# INSTRUCTIONS TO FOLLOW
All lines below containing "ModelChoice" are to be listed.

- - -

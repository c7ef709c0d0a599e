//! Configuration management for docquery
//!
//! Provides TOML-based configuration with defaults, validation and
//! environment overrides (a `.env` file is honoured via dotenvy).
//! Location: ~/.docquery/config.toml

use serde::{Deserialize, Serialize};
use std::path::{Path, PathBuf};
use std::time::Duration;

use crate::errors::{Result, WorkflowError};
use crate::types::ModelChoice;

/// Complete configuration for docquery
#[derive(Debug, Clone, Serialize, Deserialize, PartialEq)]
pub struct Config {
    #[serde(default = "BackendConfig::primary")]
    pub primary: BackendConfig,
    #[serde(default = "BackendConfig::secondary")]
    pub secondary: BackendConfig,
    #[serde(default)]
    pub retrieval: RetrievalConfig,
    #[serde(default)]
    pub workflow: WorkflowConfig,
    #[serde(default)]
    pub paths: PathsConfig,
}

/// Wire protocol spoken by a language-model backend
#[derive(Debug, Clone, Copy, PartialEq, Eq, Serialize, Deserialize)]
#[serde(rename_all = "snake_case")]
pub enum BackendKind {
    /// OpenAI-compatible `/v1/chat/completions`
    ChatCompletions,
    /// Ollama `/api/generate` with a single combined prompt
    Ollama,
}

/// Language-model backend configuration
#[derive(Debug, Clone, Serialize, Deserialize, PartialEq)]
pub struct BackendConfig {
    pub kind: BackendKind,
    pub endpoint: String,
    pub model: String,
    /// Character budget for retrieved context
    pub context_limit_chars: usize,
    pub temperature: f32,
}

/// Retrieval service configuration
#[derive(Debug, Clone, Serialize, Deserialize, PartialEq)]
pub struct RetrievalConfig {
    pub endpoint: String,
    /// Nearest chunks requested per query
    pub top_k: usize,
    /// Documents kept after ranking by chunk count
    pub top_documents: usize,
}

/// Upper bound for `workflow.max_rewrites`
pub const MAX_REWRITES_LIMIT: u32 = 10;

/// Orchestrator behavior configuration
#[derive(Debug, Clone, Serialize, Deserialize, PartialEq)]
pub struct WorkflowConfig {
    pub max_rewrites: u32,
    /// Per-call timeout for LLM and retrieval calls
    pub timeout_secs: u64,
    /// Sub-retrievals in flight at once during comparison fan-out
    pub comparison_concurrency: usize,
}

/// File system paths configuration
#[derive(Debug, Clone, Serialize, Deserialize, PartialEq)]
pub struct PathsConfig {
    pub prompt_dir: String,
}

impl BackendConfig {
    fn primary() -> Self {
        Self {
            kind: BackendKind::ChatCompletions,
            endpoint: "http://127.0.0.1:8000/v1/chat/completions".to_string(),
            model: "Qwen/Qwen3-4B".to_string(),
            context_limit_chars: 16_000,
            temperature: 0.2,
        }
    }

    fn secondary() -> Self {
        Self {
            kind: BackendKind::Ollama,
            endpoint: "http://127.0.0.1:11434".to_string(),
            model: "qwen2.5:7b-instruct".to_string(),
            context_limit_chars: 30_000,
            temperature: 0.2,
        }
    }
}

impl Default for Config {
    fn default() -> Self {
        Self {
            primary: BackendConfig::primary(),
            secondary: BackendConfig::secondary(),
            retrieval: RetrievalConfig::default(),
            workflow: WorkflowConfig::default(),
            paths: PathsConfig::default(),
        }
    }
}

impl Default for RetrievalConfig {
    fn default() -> Self {
        Self {
            endpoint: "http://127.0.0.1:8080/query".to_string(),
            top_k: 25,
            top_documents: 4,
        }
    }
}

impl Default for WorkflowConfig {
    fn default() -> Self {
        Self {
            max_rewrites: 1,
            timeout_secs: 120,
            comparison_concurrency: 4,
        }
    }
}

impl Default for PathsConfig {
    fn default() -> Self {
        Self {
            prompt_dir: "~/.docquery/prompts".to_string(),
        }
    }
}

impl WorkflowConfig {
    pub fn timeout(&self) -> Duration {
        Duration::from_secs(self.timeout_secs)
    }

    /// Validate loop and concurrency bounds
    pub fn validate(&self) -> Result<()> {
        if self.max_rewrites > MAX_REWRITES_LIMIT {
            return Err(WorkflowError::Config(format!(
                "workflow.max_rewrites must be at most {}",
                MAX_REWRITES_LIMIT
            )));
        }

        if self.timeout_secs == 0 {
            return Err(WorkflowError::Config(
                "workflow.timeout_secs must be greater than 0".to_string(),
            ));
        }

        if self.comparison_concurrency == 0 {
            return Err(WorkflowError::Config(
                "workflow.comparison_concurrency must be greater than 0".to_string(),
            ));
        }

        Ok(())
    }
}

impl Config {
    /// Load configuration from file or defaults, then apply environment overrides
    pub fn load(path: Option<PathBuf>) -> Result<Self> {
        dotenvy::dotenv().ok();

        let mut config = if let Some(config_path) = path {
            Self::load_from_file(&config_path)?
        } else {
            Self::load_default()?
        };

        config.apply_overrides(|key| std::env::var(key).ok())?;
        config.validate()?;
        Ok(config)
    }

    /// Load configuration from specific file
    pub fn load_from_file(path: &Path) -> Result<Self> {
        let contents = std::fs::read_to_string(path)
            .map_err(|e| WorkflowError::Config(format!("Failed to read config: {}", e)))?;

        let config: Config = toml::from_str(&contents)
            .map_err(|e| WorkflowError::Config(format!("Failed to parse config: {}", e)))?;

        config.validate()?;
        Ok(config)
    }

    /// Load from the standard location or use built-in defaults
    pub fn load_default() -> Result<Self> {
        if let Some(path) = Self::default_path() {
            if path.exists() {
                return Self::load_from_file(&path);
            }
        }

        Ok(Config::default())
    }

    /// Standard config file location
    pub fn default_path() -> Option<PathBuf> {
        dirs::home_dir().map(|home| home.join(".docquery").join("config.toml"))
    }

    /// Apply `DOCQUERY_*` overrides from the given lookup
    pub fn apply_overrides<F>(&mut self, lookup: F) -> Result<()>
    where
        F: Fn(&str) -> Option<String>,
    {
        for (prefix, backend) in [
            ("DOCQUERY_PRIMARY", &mut self.primary),
            ("DOCQUERY_SECONDARY", &mut self.secondary),
        ] {
            if let Some(endpoint) = lookup(&format!("{}_ENDPOINT", prefix)) {
                backend.endpoint = endpoint;
            }
            if let Some(model) = lookup(&format!("{}_MODEL", prefix)) {
                backend.model = model;
            }
            if let Some(limit) = lookup(&format!("{}_CONTEXT_LIMIT_CHARS", prefix)) {
                backend.context_limit_chars = limit.trim().parse().map_err(|_| {
                    WorkflowError::Config(format!(
                        "{}_CONTEXT_LIMIT_CHARS must be an integer, got '{}'",
                        prefix, limit
                    ))
                })?;
            }
        }

        if let Some(endpoint) = lookup("DOCQUERY_RETRIEVAL_ENDPOINT") {
            self.retrieval.endpoint = endpoint;
        }
        if let Some(dir) = lookup("DOCQUERY_PROMPT_DIR") {
            self.paths.prompt_dir = dir;
        }

        Ok(())
    }

    /// Validate configuration values
    pub fn validate(&self) -> Result<()> {
        for (name, backend) in [("primary", &self.primary), ("secondary", &self.secondary)] {
            if backend.endpoint.trim().is_empty() {
                return Err(WorkflowError::Config(format!(
                    "{}.endpoint must not be empty",
                    name
                )));
            }
            if backend.context_limit_chars == 0 {
                return Err(WorkflowError::Config(format!(
                    "{}.context_limit_chars must be greater than 0",
                    name
                )));
            }
        }

        if self.retrieval.endpoint.trim().is_empty() {
            return Err(WorkflowError::Config(
                "retrieval.endpoint must not be empty".to_string(),
            ));
        }

        if self.retrieval.top_k == 0 || self.retrieval.top_documents == 0 {
            return Err(WorkflowError::Config(
                "retrieval.top_k and retrieval.top_documents must be greater than 0".to_string(),
            ));
        }

        self.workflow.validate()
    }

    /// Backend settings for a model choice
    pub fn backend(&self, choice: ModelChoice) -> &BackendConfig {
        match choice {
            ModelChoice::Primary => &self.primary,
            ModelChoice::Secondary => &self.secondary,
        }
    }

    /// Context character budget for a model choice
    pub fn max_chars(&self, choice: ModelChoice) -> usize {
        self.backend(choice).context_limit_chars
    }

    /// Prompt directory with a leading `~` expanded
    pub fn prompt_dir(&self) -> PathBuf {
        expand_home(&self.paths.prompt_dir)
    }

    /// Render as pretty TOML
    pub fn to_toml(&self) -> Result<String> {
        toml::to_string_pretty(self)
            .map_err(|e| WorkflowError::Config(format!("Failed to serialize config: {}", e)))
    }
}

fn expand_home(path: &str) -> PathBuf {
    if let Some(rest) = path.strip_prefix("~/") {
        if let Some(home) = dirs::home_dir() {
            return home.join(rest);
        }
    }
    PathBuf::from(path)
}

#[cfg(test)]
mod tests {
    use super::*;
    use std::collections::HashMap;
    use tempfile::TempDir;

    #[test]
    fn test_default_config_is_valid() {
        let config = Config::default();
        assert!(config.validate().is_ok());
        assert_eq!(config.max_chars(ModelChoice::Primary), 16_000);
        assert_eq!(config.max_chars(ModelChoice::Secondary), 30_000);
        assert_eq!(config.retrieval.top_k, 25);
        assert_eq!(config.retrieval.top_documents, 4);
        assert_eq!(config.workflow.max_rewrites, 1);
        assert_eq!(config.workflow.timeout(), Duration::from_secs(120));
    }

    #[test]
    fn test_zero_budget_rejected() {
        let mut config = Config::default();
        config.secondary.context_limit_chars = 0;
        assert!(config.validate().is_err());
    }

    #[test]
    fn test_max_rewrites_bounded() {
        let mut config = Config::default();
        config.workflow.max_rewrites = MAX_REWRITES_LIMIT;
        assert!(config.validate().is_ok());

        config.workflow.max_rewrites = u32::MAX;
        assert!(matches!(config.validate(), Err(WorkflowError::Config(_))));
    }

    #[test]
    fn test_zero_concurrency_rejected() {
        let mut config = Config::default();
        config.workflow.comparison_concurrency = 0;
        assert!(config.validate().is_err());
    }

    #[test]
    fn test_env_overrides() {
        let vars: HashMap<&str, &str> = [
            ("DOCQUERY_PRIMARY_ENDPOINT", "http://llm:9000/v1/chat/completions"),
            ("DOCQUERY_SECONDARY_CONTEXT_LIMIT_CHARS", "42000"),
            ("DOCQUERY_RETRIEVAL_ENDPOINT", "http://search:7000/query"),
        ]
        .into_iter()
        .collect();

        let mut config = Config::default();
        config
            .apply_overrides(|key| vars.get(key).map(|v| v.to_string()))
            .unwrap();

        assert_eq!(config.primary.endpoint, "http://llm:9000/v1/chat/completions");
        assert_eq!(config.secondary.context_limit_chars, 42_000);
        assert_eq!(config.retrieval.endpoint, "http://search:7000/query");
        assert_eq!(config.primary.model, "Qwen/Qwen3-4B");
    }

    #[test]
    fn test_bad_numeric_override() {
        let mut config = Config::default();
        let result = config.apply_overrides(|key| {
            (key == "DOCQUERY_PRIMARY_CONTEXT_LIMIT_CHARS").then(|| "lots".to_string())
        });
        assert!(matches!(result, Err(WorkflowError::Config(_))));
    }

    #[test]
    fn test_load_partial_file_fills_defaults() {
        let temp = TempDir::new().unwrap();
        let path = temp.path().join("config.toml");
        std::fs::write(
            &path,
            r#"
[retrieval]
endpoint = "http://localhost:9999/query"
top_k = 10
top_documents = 2

[workflow]
max_rewrites = 2
timeout_secs = 30
comparison_concurrency = 2
"#,
        )
        .unwrap();

        let config = Config::load_from_file(&path).unwrap();
        assert_eq!(config.retrieval.top_k, 10);
        assert_eq!(config.workflow.max_rewrites, 2);
        assert_eq!(config.primary, Config::default().primary);
    }

    #[test]
    fn test_toml_roundtrip() {
        let config = Config::default();
        let text = config.to_toml().unwrap();
        assert!(text.contains("[primary]"));
        let back: Config = toml::from_str(&text).unwrap();
        assert_eq!(back, config);
    }

    #[test]
    fn test_expand_home_leaves_absolute_paths() {
        assert_eq!(expand_home("/srv/prompts"), PathBuf::from("/srv/prompts"));
    }
}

- - -

# YOUR SOLUTION
use crate::types::ModelChoice;
    pub fn backend(&self, choice: ModelChoice) -> &BackendConfig {
            ModelChoice::Primary => &self.primary,
            ModelChoice::Secondary => &self.secondary,
    pub fn max_chars(&self, choice: ModelChoice) -> usize {
        assert_eq!(config.max_chars(ModelChoice::Primary), 16_000);
        assert_eq!(config.max_chars(ModelChoice::Secondary), 30_000);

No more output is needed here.